ARTS causes downregulation of XIAP levels during apoptosis. (A) COS-7 cells were transient transfected with either pcDNA3 myc XIAP alone, or co-transfected with pcDNA3 myc XIAP and AU5-ARTS. Cells with or without treatment with 100 μM etoposide are shown. Immunoprecipitation with anti-myc antibodies was carried out, followed by Western blot analysis with anti-XIAP antibodies. (B) COS pE cells and COS pE stably transfected with AU5-ARTS. Analysis was carried out with anti-XIAP, anti-AU5, anti-H2A.X and anti-actin antibodies.
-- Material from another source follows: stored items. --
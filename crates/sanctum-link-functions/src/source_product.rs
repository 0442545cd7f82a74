use alloy::sol_types::SolType;
use serde_json::Value;

use crate::encoding::{coerce_string, coerce_uint256, field, EncodedResult, EncodingSpec};
use crate::{DataSource, EncodingError, ProductInformation, RequestArgs, PRODUCT_RESOURCE};

/// Product lookup: encodes `(productId, price, stock, description)` as
/// `(uint256, uint256, uint256, string)`.
///
/// The slot order is fixed and does not depend on the payload.
#[derive(Debug, Clone, Copy, Default)]
pub struct ProductInformationSource;

impl ProductInformationSource {
    pub fn new() -> Self {
        Self
    }
}

impl DataSource for ProductInformationSource {
    fn resource_kind(&self) -> &str {
        PRODUCT_RESOURCE
    }

    fn build_spec(&self, args: &RequestArgs, data: &Value) -> Result<EncodingSpec, EncodingError> {
        let product_id = coerce_uint256("productId", &Value::String(args.first().to_string()))?;
        let price = coerce_uint256("price", field(data, "price"))?;
        let stock = coerce_uint256("stock", field(data, "stock"))?;
        let description = coerce_string("description", field(data, "description"))?;

        let mut spec = EncodingSpec::new();
        spec.push_uint256(product_id);
        spec.push_uint256(price);
        spec.push_uint256(stock);
        spec.push_string(description);
        Ok(spec)
    }
}

/// Decode a product result into its typed form.
pub fn decode_product(result: &EncodedResult) -> Result<ProductInformation, EncodingError> {
    Ok(ProductInformation::abi_decode_params(result.as_bytes())?)
}

#[cfg(test)]
mod tests {
    use super::*;
    use alloy::primitives::U256;
    use serde_json::json;

    fn args(id: &str) -> RequestArgs {
        RequestArgs::new(vec![id.to_string()]).unwrap()
    }

    #[test]
    fn test_product_roundtrip() {
        let data = json!({ "price": "2500", "stock": 14, "description": "Hand-thrown mug" });
        let spec = ProductInformationSource.build_spec(&args("7"), &data).unwrap();
        assert_eq!(spec.type_names(), vec!["uint256", "uint256", "uint256", "string"]);

        let product = decode_product(&spec.encode().unwrap()).unwrap();
        assert_eq!(product.productId, U256::from(7));
        assert_eq!(product.price, U256::from(2500));
        assert_eq!(product.stock, U256::from(14));
        assert_eq!(product.description, "Hand-thrown mug");
    }

    #[test]
    fn test_decode_with_dynamic_types_agrees() {
        let data = json!({ "price": 10, "stock": "3", "description": "" });
        let spec = ProductInformationSource.build_spec(&args("1"), &data).unwrap();
        let encoded = spec.encode().unwrap();
        assert_eq!(encoded.decode(spec.types()).unwrap(), spec.values());
    }

    #[test]
    fn test_integral_float_and_large_price_accepted() {
        let data: Value = serde_json::from_str(
            r#"{"price":2500.0,"stock":100000000000000000000,"description":"x"}"#,
        )
        .unwrap();
        let spec = ProductInformationSource.build_spec(&args("1"), &data).unwrap();

        let product = decode_product(&spec.encode().unwrap()).unwrap();
        assert_eq!(product.price, U256::from(2500));
        assert_eq!(product.stock, U256::from(100_000_000_000_000_000_000u128));

        let as_text = json!({ "price": "2500", "stock": "100000000000000000000", "description": "x" });
        let text_spec = ProductInformationSource.build_spec(&args("1"), &as_text).unwrap();
        assert_eq!(spec.encode().unwrap(), text_spec.encode().unwrap());
    }

    #[test]
    fn test_fractional_price_fails() {
        let data = json!({ "price": "19.99", "stock": 1, "description": "x" });
        let err = ProductInformationSource.build_spec(&args("1"), &data).unwrap_err();
        assert!(matches!(err, EncodingError::NotAnInteger { ref field, .. } if field == "price"));
    }

    #[test]
    fn test_non_numeric_stock_fails() {
        let data = json!({ "price": 1, "stock": "plenty", "description": "x" });
        assert!(ProductInformationSource.build_spec(&args("1"), &data).is_err());
    }

    #[test]
    fn test_non_numeric_product_id_fails() {
        let data = json!({ "price": 1, "stock": 1, "description": "x" });
        let err = ProductInformationSource.build_spec(&args("sku-1"), &data).unwrap_err();
        assert!(matches!(err, EncodingError::NotAnInteger { ref field, .. } if field == "productId"));
    }

    #[test]
    fn test_missing_description_fails_at_encode() {
        let data = json!({ "price": 1, "stock": 1 });
        let err = ProductInformationSource.build_spec(&args("1"), &data).unwrap_err();
        assert!(matches!(err, EncodingError::MissingField(ref f) if f == "description"));
    }

    #[test]
    fn test_non_object_payload_fails() {
        let err = ProductInformationSource
            .build_spec(&args("1"), &json!("not an object"))
            .unwrap_err();
        assert!(matches!(err, EncodingError::MissingField(_)));
    }
}
use serde_json::Value;

use crate::encoding::{coerce_string, field, EncodingSpec};
use crate::{DataSource, EncodingError, RequestArgs, IDENTITY_RESOURCE, KYC_STAGE0_KEY};

/// Identity lookup, stage 0: flattens the nested stage object into an
/// all-`string` tuple headed by the identity token.
///
/// Keys are emitted in the order the API sent them.
#[derive(Debug, Clone)]
pub struct KycStage0Source {
    stage_key: String,
}

impl KycStage0Source {
    pub fn new() -> Self {
        Self {
            stage_key: KYC_STAGE0_KEY.to_string(),
        }
    }

    /// Read the stage fields from a different member of the payload.
    pub fn with_stage_key(stage_key: impl Into<String>) -> Self {
        Self {
            stage_key: stage_key.into(),
        }
    }

    pub fn stage_key(&self) -> &str {
        &self.stage_key
    }
}

impl Default for KycStage0Source {
    fn default() -> Self {
        Self::new()
    }
}

impl DataSource for KycStage0Source {
    fn resource_kind(&self) -> &str {
        IDENTITY_RESOURCE
    }

    fn build_spec(&self, args: &RequestArgs, data: &Value) -> Result<EncodingSpec, EncodingError> {
        let stage = match field(data, &self.stage_key) {
            Value::Object(stage) => stage,
            Value::Null => return Err(EncodingError::MissingField(self.stage_key.clone())),
            other => {
                return Err(EncodingError::UnexpectedShape(format!(
                    "'{}' must be an object, got {other}",
                    self.stage_key
                )))
            }
        };

        let mut spec = EncodingSpec::new();
        spec.push_string(args.first());
        for (key, value) in stage {
            spec.push_string(coerce_string(key, value)?);
        }
        Ok(spec)
    }
}
//! Display helpers shared by property projections.

/// Text shown in place of an unset optional value.
pub const UNSET: &str = "(none)";

/// Render an optional value for display, using [`UNSET`] when absent.
pub fn optional_to_string<T: std::fmt::Display>(value: Option<T>) -> String {
    match value {
        Some(v) => v.to_string(),
        None => UNSET.to_string(),
    }
}

/// Parse optional display text back into an integer.
///
/// Blank input and the [`UNSET`] sentinel both mean "no value".
pub fn parse_optional_int(text: Option<&str>) -> Result<Option<i32>, std::num::ParseIntError> {
    match text.map(str::trim) {
        None | Some("") => Ok(None),
        Some(t) if t == UNSET => Ok(None),
        Some(t) => t.parse().map(Some),
    }
}

/// "1 tag", "2 tags".
pub fn pluralize(count: usize, noun: &str) -> String {
    format!("{} {}{}", count, noun, if count == 1 { "" } else { "s" })
}

#[cfg(test)]
mod tests {
    use super::*;

    #[test]
    fn optional_to_string_uses_sentinel() {
        assert_eq!(optional_to_string(Some(30)), "30");
        assert_eq!(optional_to_string::<i32>(None), "(none)");
    }

    #[test]
    fn parse_optional_int_accepts_blank_and_sentinel() {
        assert_eq!(parse_optional_int(None), Ok(None));
        assert_eq!(parse_optional_int(Some("  ")), Ok(None));
        assert_eq!(parse_optional_int(Some("(none)")), Ok(None));
        assert_eq!(parse_optional_int(Some(" 80 ")), Ok(Some(80)));
        assert!(parse_optional_int(Some("eighty")).is_err());
    }

    #[test]
    fn pluralize_counts() {
        assert_eq!(pluralize(0, "tag"), "0 tags");
        assert_eq!(pluralize(1, "tag"), "1 tag");
        assert_eq!(pluralize(2, "lifetime action"), "2 lifetime actions");
    }
}
//! # Property Views
//!
//! A property view is the flat list of rows a property grid renders for one
//! object. Instead of discovering fields at runtime, every item kind states
//! its rows explicitly:
//!
//! - [`PropertySource`]: the read side. A component name plus an ordered list
//!   of [`PropertyRow`]s, rebuilt on every call.
//! - [`EditableProperties`]: the write side. Sets a field by row name from raw
//!   grid input, validating eagerly.
//!
//! Rows are owned snapshots. Holding on to one does not keep the item alive
//! and does not track later changes; call `property_view()` again instead.

use serde::Serialize;

use crate::error::Result;

/// One name/value row in a property grid.
#[derive(Debug, Clone, PartialEq, Eq, Serialize)]
pub struct PropertyRow {
    /// Label shown in the name column
    pub name: String,
    /// Text shown in the value column
    pub value: String,
    /// Whether the grid may write this row back
    pub read_only: bool,
}

impl PropertyRow {
    pub fn read_only(name: impl Into<String>, value: impl Into<String>) -> Self {
        Self {
            name: name.into(),
            value: value.into(),
            read_only: true,
        }
    }

    pub fn editable(name: impl Into<String>, value: impl Into<String>) -> Self {
        Self {
            name: name.into(),
            value: value.into(),
            read_only: false,
        }
    }
}

/// Something a property grid can display.
pub trait PropertySource {
    /// Caption for the object as a whole.
    fn component_name(&self) -> String;

    /// Current rows, in display order.
    fn property_view(&self) -> Vec<PropertyRow>;

    /// Look up a single row by name.
    fn property(&self, name: &str) -> Option<PropertyRow> {
        self.property_view().into_iter().find(|row| row.name == name)
    }
}

/// Something a property grid can write back to, one field at a time.
///
/// `value` is `None` when the grid submits an absent value; implementors map
/// that to the same errors their typed setters raise.
pub trait EditableProperties: PropertySource {
    fn set_property(&mut self, name: &str, value: Option<&str>) -> Result<()>;
}

#[cfg(test)]
mod tests {
    use super::*;
    use crate::error::VaultPropsError;

    struct Sample {
        label: String,
    }

    impl PropertySource for Sample {
        fn component_name(&self) -> String {
            "Sample".to_string()
        }

        fn property_view(&self) -> Vec<PropertyRow> {
            vec![
                PropertyRow::editable("Label", self.label.clone()),
                PropertyRow::read_only("Length", self.label.len().to_string()),
            ]
        }
    }

    impl EditableProperties for Sample {
        fn set_property(&mut self, name: &str, value: Option<&str>) -> Result<()> {
            match name {
                "Label" => {
                    self.label = value
                        .ok_or(VaultPropsError::NullArgument { field: "Label" })?
                        .to_string();
                    Ok(())
                }
                "Length" => Err(VaultPropsError::ReadOnlyProperty(name.to_string())),
                other => Err(VaultPropsError::UnknownProperty(other.to_string())),
            }
        }
    }

    #[test]
    fn property_lookup_by_name() {
        let sample = Sample {
            label: "abc".into(),
        };
        let row = sample.property("Length").unwrap();
        assert_eq!(row.value, "3");
        assert!(row.read_only);
        assert!(sample.property("Missing").is_none());
    }

    #[test]
    fn view_reflects_writes() {
        let mut sample = Sample {
            label: "abc".into(),
        };
        sample.set_property("Label", Some("abcdef")).unwrap();
        assert_eq!(sample.property("Length").unwrap().value, "6");
        assert!(matches!(
            sample.set_property("Length", Some("1")),
            Err(VaultPropsError::ReadOnlyProperty(_))
        ));
    }
}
COS pE-ARTS cells expressing high levels of ARTS exhibited significantly reduced levels of XIAP, which probably leads to the observed increase in apoptosis. The phospho-histone H2A.X, detected only under apoptotic conditions, was used to identify cells undergoing apoptosis. (C) COS-7 cells were transient transfected with AU5-ARTS or AU5-PNUTL2. Cells were treated with 1 μM STS for 0, 2 and 5 h. Western blot analysis was carried out using anti-XIAP and anti-ARTS (NT) antibodies, which recognize the common N′ terminus of ARTS and H5. XIAP levels show a significant reduction only in lysates from ARTS-transfected cells. ARTS, but not the nonapoptotic-related septin (PNUTL2), causes downregulation of XIAP levels during apoptosis.